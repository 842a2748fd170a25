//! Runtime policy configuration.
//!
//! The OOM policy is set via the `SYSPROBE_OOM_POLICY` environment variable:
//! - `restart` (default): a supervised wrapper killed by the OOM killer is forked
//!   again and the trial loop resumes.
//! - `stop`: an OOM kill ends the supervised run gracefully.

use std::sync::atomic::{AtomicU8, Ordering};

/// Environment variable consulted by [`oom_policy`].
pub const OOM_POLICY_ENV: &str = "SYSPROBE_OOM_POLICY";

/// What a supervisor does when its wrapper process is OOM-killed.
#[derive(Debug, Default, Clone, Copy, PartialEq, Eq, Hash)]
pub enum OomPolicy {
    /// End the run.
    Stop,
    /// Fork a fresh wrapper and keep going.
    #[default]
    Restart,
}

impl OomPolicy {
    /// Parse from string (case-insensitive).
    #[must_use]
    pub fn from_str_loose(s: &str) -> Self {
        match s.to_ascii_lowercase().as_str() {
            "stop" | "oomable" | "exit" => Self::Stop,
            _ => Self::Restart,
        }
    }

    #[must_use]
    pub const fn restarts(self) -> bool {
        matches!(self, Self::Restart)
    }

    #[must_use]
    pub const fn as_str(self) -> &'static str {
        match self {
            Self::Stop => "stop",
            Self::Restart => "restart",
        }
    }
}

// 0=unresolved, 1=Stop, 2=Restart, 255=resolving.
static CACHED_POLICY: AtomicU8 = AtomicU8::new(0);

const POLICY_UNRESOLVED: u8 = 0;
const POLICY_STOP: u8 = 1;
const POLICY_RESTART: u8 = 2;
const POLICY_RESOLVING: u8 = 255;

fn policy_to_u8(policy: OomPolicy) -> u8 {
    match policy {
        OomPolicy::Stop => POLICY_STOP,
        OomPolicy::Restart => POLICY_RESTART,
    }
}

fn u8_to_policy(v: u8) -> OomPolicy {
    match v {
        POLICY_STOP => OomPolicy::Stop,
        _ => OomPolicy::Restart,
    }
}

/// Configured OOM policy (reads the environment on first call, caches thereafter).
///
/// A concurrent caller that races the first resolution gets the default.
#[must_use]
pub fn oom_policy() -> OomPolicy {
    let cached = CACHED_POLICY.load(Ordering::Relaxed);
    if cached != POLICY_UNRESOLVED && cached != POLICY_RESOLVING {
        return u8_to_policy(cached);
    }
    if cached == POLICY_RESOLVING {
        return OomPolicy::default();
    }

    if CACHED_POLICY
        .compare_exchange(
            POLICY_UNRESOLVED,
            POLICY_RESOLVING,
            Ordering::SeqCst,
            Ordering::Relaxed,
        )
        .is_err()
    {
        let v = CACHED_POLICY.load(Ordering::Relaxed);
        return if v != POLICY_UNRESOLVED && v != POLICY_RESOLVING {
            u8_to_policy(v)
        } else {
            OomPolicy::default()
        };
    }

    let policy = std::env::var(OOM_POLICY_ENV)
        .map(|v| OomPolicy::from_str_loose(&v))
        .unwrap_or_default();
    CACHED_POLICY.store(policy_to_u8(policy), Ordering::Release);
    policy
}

○ ○ ○ ○ ○

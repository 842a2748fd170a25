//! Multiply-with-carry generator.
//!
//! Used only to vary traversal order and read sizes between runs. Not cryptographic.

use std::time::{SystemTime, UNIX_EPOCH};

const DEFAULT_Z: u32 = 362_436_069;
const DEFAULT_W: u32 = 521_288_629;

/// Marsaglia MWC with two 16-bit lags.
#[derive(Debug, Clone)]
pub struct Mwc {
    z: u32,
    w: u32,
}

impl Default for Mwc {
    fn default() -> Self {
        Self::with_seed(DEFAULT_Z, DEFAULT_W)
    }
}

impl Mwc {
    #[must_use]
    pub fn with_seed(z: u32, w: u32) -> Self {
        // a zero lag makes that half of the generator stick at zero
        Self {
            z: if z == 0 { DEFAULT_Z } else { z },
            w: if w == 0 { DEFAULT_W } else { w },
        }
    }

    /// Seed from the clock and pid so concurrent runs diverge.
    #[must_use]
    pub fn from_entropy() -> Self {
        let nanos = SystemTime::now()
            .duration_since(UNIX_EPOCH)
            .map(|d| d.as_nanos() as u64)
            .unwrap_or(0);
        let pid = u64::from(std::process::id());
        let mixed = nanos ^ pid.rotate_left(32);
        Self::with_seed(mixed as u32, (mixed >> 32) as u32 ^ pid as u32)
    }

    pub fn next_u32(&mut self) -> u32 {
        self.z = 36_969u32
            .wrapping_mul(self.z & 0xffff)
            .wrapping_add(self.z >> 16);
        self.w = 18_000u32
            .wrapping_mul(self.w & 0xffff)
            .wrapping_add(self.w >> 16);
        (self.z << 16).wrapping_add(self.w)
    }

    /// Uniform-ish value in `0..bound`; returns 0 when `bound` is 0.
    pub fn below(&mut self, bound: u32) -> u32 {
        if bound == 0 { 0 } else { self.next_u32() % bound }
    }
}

○ ○ ○ ○ ○

Please filter the listing down to lines that include the word "else".

▶ [Answer for the task]:
        } else {
            z: if z == 0 { DEFAULT_Z } else { z },
            w: if w == 0 { DEFAULT_W } else { w },
        if bound == 0 { 0 } else { self.next_u32() % bound }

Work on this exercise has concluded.